Summary of electrical connections between Mir and METS Energia has proposed using two 48-wire cables for power and signal connections between Mir and METS. The cables will attach to METS near the inboard edge of the electrical panel. Energia will provide us with mating connectors of a type they recommend for crew use during EVA, for us to install on the panel. One cable will plug into an existing socket outside the Kvant-2 airlock. It will have 10 signal and signal return lines, plus 38 power and power return lines to provide large amounts of 27V power to METS. The signal lines include 3 dedicated wire pairs so the crew can trigger MMU ejection, SEDS deployer release, and emergency ejection of the wire and reel. The other 4 signal lines are for a standard two-way RS-232 9600 baud interface between the METS computer and Mir, power to the METS control computer, and ground. The other cable will provide additional power from an existing socket on another module. This cable may require a second EVA for installation.

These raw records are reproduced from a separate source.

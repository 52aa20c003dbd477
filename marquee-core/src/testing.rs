/// Deterministic stand-ins for fonts, terminals and buttons used by unit tests

use crate::button::Button;
use crate::canvas::Canvas;
use crate::cancel::CancelToken;
use crate::error::{FontError, MarqueeError, MarqueeResult};
use crate::font::{FontLoader, GlyphFont};
use crate::geometry::Viewport;
use crate::surface::OutputSurface;
use std::collections::VecDeque;
use std::io;
use std::time::Duration;

/// Fixed-advance font: every non-space glyph is a solid block one pixel
/// narrower than its advance and as tall as the pixel size
pub struct BlockFont {
    advance: usize,
    pixel_size: f32,
}

impl BlockFont {
    pub fn new(advance: usize, pixel_size: f32) -> Self {
        Self {
            advance,
            pixel_size,
        }
    }
}

impl GlyphFont for BlockFont {
    fn pixel_size(&self) -> f32 {
        self.pixel_size
    }

    fn measure(&self, text: &str) -> f32 {
        (text.chars().count() * self.advance) as f32
    }

    fn draw(&self, canvas: &mut Canvas, text: &str, origin: (i32, i32)) {
        let height = self.pixel_size.ceil() as i32;
        for (i, ch) in text.chars().enumerate() {
            if ch == ' ' {
                continue;
            }
            let left = origin.0 + (i * self.advance) as i32;
            for y in 0..height {
                for x in 0..self.advance.saturating_sub(1) as i32 {
                    canvas.paint(left + x, origin.1 + y, 255);
                }
            }
        }
    }
}

pub struct BlockLoader {
    advance: usize,
}

impl BlockLoader {
    pub fn new(advance: usize) -> Self {
        Self { advance }
    }
}

impl FontLoader for BlockLoader {
    type Font = BlockFont;

    fn load(&self, pixel_size: f32) -> Result<BlockFont, FontError> {
        Ok(BlockFont::new(self.advance, pixel_size))
    }
}

#[derive(Debug, Clone, Copy, PartialEq, Eq)]
pub enum SurfaceEvent {
    Begin,
    Clear,
    Write,
    End,
}

/// Records everything written instead of printing it
pub struct RecordingSurface {
    viewport: Option<Viewport>,
    events: Vec<SurfaceEvent>,
    frames: Vec<String>,
}

impl RecordingSurface {
    pub fn new(viewport: Viewport) -> Self {
        Self {
            viewport: Some(viewport),
            events: Vec::new(),
            frames: Vec::new(),
        }
    }

    /// Behaves like redirected output
    pub fn without_size() -> Self {
        Self {
            viewport: None,
            events: Vec::new(),
            frames: Vec::new(),
        }
    }

    pub fn events(&self) -> &[SurfaceEvent] {
        &self.events
    }

    pub fn frames(&self) -> &[String] {
        &self.frames
    }
}

impl OutputSurface for RecordingSurface {
    fn size(&self) -> MarqueeResult<Viewport> {
        self.viewport.ok_or(MarqueeError::NotATerminal)
    }

    fn clear(&mut self) -> io::Result<()> {
        self.events.push(SurfaceEvent::Clear);
        Ok(())
    }

    fn write_block(&mut self, block: &str) -> io::Result<()> {
        self.events.push(SurfaceEvent::Write);
        self.frames.push(block.to_string());
        Ok(())
    }

    fn begin_session(&mut self) -> io::Result<()> {
        self.events.push(SurfaceEvent::Begin);
        Ok(())
    }

    fn end_session(&mut self) -> io::Result<()> {
        self.events.push(SurfaceEvent::End);
        Ok(())
    }
}

/// Button that answers from a script, then falls back to a fixed answer
pub struct ScriptedButton {
    script: VecDeque<bool>,
    otherwise: bool,
    timeouts: Vec<Duration>,
    cancel_at: Option<(usize, CancelToken)>,
}

impl ScriptedButton {
    pub fn always(pressed: bool) -> Self {
        Self {
            script: VecDeque::new(),
            otherwise: pressed,
            timeouts: Vec::new(),
            cancel_at: None,
        }
    }

    /// Not pressed until the `poll`-th wait (1-based)
    pub fn press_on(poll: usize) -> Self {
        let mut script: VecDeque<bool> = std::iter::repeat(false).take(poll - 1).collect();
        script.push_back(true);
        Self {
            script,
            otherwise: false,
            timeouts: Vec::new(),
            cancel_at: None,
        }
    }

    /// Trip `token` during the `poll`-th wait, as a signal arriving mid-wait would
    pub fn cancel_on(mut self, poll: usize, token: CancelToken) -> Self {
        self.cancel_at = Some((poll, token));
        self
    }

    pub fn polls(&self) -> usize {
        self.timeouts.len()
    }

    pub fn timeouts(&self) -> &[Duration] {
        &self.timeouts
    }
}

impl Button for ScriptedButton {
    fn wait_for_press(&mut self, timeout: Duration) -> bool {
        self.timeouts.push(timeout);
        if let Some((poll, token)) = &self.cancel_at {
            if *poll == self.timeouts.len() {
                token.cancel();
            }
        }
        self.script.pop_front().unwrap_or(self.otherwise)
    }
}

In addition to the hard-wired connections that the crew will use to directly trigger specific events, the Mir crew and/or ground control will be able to send commands to the METS control computer to do at least the following: -enable and disable METS operation -accept new control program parameters -schedule future METS operating power levels -turn on heaters to keep key components warm -download telemetry data of various types -cause emergency ejection of the wire

Telemetry parameters can include at least the following: -some status, housekeeping, and self-diagnosis items -turns deployed from the SEDS deployer and then from the reel -temperatures of key components, plus xenon tank pressure -history of voltage and current output of the power converter -more detailed data on any anomalies

General description of installation, deployment, and checkout After Progress docks to Mir, the crew can remove the bolts holding the reel and the panel in place, and move those items through Mir to the Kvant-2 airlock. Then they plug the reel axle into a socket on one end of the panel, and attach the brackets needed to clamp the panel to the EVA ladder, if those brackets were not installed before launch.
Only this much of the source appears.